== Segment start ==

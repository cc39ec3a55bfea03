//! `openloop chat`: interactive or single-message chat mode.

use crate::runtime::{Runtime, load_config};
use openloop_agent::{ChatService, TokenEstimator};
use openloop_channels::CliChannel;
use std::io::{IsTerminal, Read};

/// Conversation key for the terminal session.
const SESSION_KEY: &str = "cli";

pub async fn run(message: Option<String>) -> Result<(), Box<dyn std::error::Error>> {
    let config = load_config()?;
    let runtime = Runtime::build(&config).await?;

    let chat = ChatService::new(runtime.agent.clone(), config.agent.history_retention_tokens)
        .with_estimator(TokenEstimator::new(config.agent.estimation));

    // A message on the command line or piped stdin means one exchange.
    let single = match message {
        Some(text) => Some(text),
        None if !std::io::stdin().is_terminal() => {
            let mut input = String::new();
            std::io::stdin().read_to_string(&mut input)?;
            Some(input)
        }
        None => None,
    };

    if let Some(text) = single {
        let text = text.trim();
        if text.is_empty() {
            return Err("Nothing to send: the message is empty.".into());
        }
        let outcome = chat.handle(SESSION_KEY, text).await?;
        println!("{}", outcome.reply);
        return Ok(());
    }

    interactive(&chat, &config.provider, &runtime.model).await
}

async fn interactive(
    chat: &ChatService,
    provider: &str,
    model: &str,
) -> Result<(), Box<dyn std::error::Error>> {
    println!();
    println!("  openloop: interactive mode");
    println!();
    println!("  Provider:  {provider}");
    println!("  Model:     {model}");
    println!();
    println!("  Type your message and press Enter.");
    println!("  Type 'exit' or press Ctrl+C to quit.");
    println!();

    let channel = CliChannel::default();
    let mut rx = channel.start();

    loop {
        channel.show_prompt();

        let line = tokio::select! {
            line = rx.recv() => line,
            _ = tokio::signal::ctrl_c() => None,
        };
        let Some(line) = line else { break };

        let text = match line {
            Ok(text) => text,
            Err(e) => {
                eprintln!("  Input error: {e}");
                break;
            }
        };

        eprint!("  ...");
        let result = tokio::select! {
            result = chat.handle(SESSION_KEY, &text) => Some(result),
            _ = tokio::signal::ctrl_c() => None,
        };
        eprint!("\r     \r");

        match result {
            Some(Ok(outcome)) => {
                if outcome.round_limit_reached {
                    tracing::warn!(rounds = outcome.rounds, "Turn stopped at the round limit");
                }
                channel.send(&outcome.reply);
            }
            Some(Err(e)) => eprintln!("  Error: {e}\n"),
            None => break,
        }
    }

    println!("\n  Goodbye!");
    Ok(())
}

== Segment end ==

* _Directions for this task_:
Print the records verbatim, stopping after the "the terminal session." line.

* _Solution_:
repository cc39ec3a55bfea03
//! `openloop chat`: interactive or single-message chat mode.

use crate::runtime::{Runtime, load_config};
use openloop_agent::{ChatService, TokenEstimator};
use openloop_channels::CliChannel;
use std::io::{IsTerminal, Read};

/// Conversation key for the terminal session.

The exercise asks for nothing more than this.